## INFORMATION SUPPLIED
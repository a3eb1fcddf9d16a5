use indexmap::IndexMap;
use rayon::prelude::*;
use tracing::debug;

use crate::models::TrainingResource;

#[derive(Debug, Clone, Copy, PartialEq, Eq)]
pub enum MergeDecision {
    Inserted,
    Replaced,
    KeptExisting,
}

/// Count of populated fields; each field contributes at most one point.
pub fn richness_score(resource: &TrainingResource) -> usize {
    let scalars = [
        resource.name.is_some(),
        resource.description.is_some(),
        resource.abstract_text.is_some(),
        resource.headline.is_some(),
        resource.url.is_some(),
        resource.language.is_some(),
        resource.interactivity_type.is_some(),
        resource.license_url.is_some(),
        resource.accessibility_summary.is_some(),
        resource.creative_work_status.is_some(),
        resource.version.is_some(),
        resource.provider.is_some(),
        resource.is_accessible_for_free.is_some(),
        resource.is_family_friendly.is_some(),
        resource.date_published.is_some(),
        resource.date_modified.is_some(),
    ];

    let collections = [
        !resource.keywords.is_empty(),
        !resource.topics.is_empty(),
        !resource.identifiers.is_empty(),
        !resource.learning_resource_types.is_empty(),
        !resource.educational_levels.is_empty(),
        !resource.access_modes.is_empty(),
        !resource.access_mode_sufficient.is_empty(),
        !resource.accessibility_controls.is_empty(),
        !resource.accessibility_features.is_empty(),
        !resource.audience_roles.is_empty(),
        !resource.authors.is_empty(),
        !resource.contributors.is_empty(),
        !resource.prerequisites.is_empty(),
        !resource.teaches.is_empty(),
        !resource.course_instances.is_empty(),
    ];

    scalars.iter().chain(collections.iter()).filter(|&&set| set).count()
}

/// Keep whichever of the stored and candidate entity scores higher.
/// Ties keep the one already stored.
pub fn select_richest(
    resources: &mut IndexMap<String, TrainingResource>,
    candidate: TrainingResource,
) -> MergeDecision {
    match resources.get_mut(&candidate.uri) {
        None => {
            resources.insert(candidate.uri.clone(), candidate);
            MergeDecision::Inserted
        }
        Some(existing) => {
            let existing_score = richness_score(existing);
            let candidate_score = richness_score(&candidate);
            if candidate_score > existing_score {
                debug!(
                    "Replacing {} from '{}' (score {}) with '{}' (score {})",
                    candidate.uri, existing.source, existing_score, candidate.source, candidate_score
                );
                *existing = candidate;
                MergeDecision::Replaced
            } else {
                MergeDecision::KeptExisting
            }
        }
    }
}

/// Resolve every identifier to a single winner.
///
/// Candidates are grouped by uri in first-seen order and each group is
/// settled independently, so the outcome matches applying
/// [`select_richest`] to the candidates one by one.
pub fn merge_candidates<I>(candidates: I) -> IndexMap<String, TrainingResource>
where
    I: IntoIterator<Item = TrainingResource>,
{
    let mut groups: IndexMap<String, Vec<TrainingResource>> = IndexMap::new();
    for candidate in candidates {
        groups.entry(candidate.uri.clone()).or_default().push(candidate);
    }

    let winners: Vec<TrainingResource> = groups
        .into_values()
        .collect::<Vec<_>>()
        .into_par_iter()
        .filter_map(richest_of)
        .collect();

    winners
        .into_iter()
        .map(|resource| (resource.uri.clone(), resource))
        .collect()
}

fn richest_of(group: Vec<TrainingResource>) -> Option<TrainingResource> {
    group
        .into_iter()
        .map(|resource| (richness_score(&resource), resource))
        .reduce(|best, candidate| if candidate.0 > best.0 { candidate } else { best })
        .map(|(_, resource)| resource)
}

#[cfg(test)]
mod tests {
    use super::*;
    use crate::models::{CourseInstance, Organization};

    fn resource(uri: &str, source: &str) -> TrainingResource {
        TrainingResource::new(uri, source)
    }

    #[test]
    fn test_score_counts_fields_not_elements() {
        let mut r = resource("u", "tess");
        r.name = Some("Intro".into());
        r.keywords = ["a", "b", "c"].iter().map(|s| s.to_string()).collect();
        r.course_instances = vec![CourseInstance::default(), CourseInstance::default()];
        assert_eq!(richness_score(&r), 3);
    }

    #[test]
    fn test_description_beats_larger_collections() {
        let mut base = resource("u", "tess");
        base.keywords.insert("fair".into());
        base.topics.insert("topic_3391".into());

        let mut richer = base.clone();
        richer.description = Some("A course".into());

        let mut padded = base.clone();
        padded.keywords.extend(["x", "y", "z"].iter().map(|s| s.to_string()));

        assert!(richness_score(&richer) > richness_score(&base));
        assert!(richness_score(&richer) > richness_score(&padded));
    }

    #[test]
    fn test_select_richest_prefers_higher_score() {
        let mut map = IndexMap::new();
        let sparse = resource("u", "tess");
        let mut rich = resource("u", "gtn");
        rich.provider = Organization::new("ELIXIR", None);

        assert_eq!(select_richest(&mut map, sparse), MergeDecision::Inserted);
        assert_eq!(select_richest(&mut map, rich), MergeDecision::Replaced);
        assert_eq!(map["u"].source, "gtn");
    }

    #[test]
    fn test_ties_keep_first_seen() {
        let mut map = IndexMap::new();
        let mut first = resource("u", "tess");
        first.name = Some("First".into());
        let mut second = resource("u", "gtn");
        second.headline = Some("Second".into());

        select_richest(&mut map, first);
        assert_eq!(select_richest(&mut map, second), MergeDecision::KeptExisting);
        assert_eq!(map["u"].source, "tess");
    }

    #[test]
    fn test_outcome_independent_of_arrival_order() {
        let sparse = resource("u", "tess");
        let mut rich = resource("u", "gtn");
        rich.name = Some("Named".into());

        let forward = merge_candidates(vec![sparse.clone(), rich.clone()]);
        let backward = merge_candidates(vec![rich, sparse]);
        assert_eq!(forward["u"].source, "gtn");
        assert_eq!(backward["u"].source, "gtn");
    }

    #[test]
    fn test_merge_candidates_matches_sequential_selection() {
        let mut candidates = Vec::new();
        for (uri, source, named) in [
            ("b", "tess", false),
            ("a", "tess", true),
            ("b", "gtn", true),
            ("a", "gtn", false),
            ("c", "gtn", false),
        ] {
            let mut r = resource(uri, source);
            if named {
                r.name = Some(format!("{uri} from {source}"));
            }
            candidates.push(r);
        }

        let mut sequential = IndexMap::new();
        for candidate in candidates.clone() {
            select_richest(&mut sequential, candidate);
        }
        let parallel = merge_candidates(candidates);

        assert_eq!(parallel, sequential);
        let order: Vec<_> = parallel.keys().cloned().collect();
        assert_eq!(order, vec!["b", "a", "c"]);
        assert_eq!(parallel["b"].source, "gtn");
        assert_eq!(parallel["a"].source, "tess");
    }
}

## EXERCISE DIRECTIONS
Look through the entries above and list every line containing "backward".

## TASK RESPONSE
        let backward = merge_candidates(vec![rich, sparse]);
        assert_eq!(backward["u"].source, "gtn");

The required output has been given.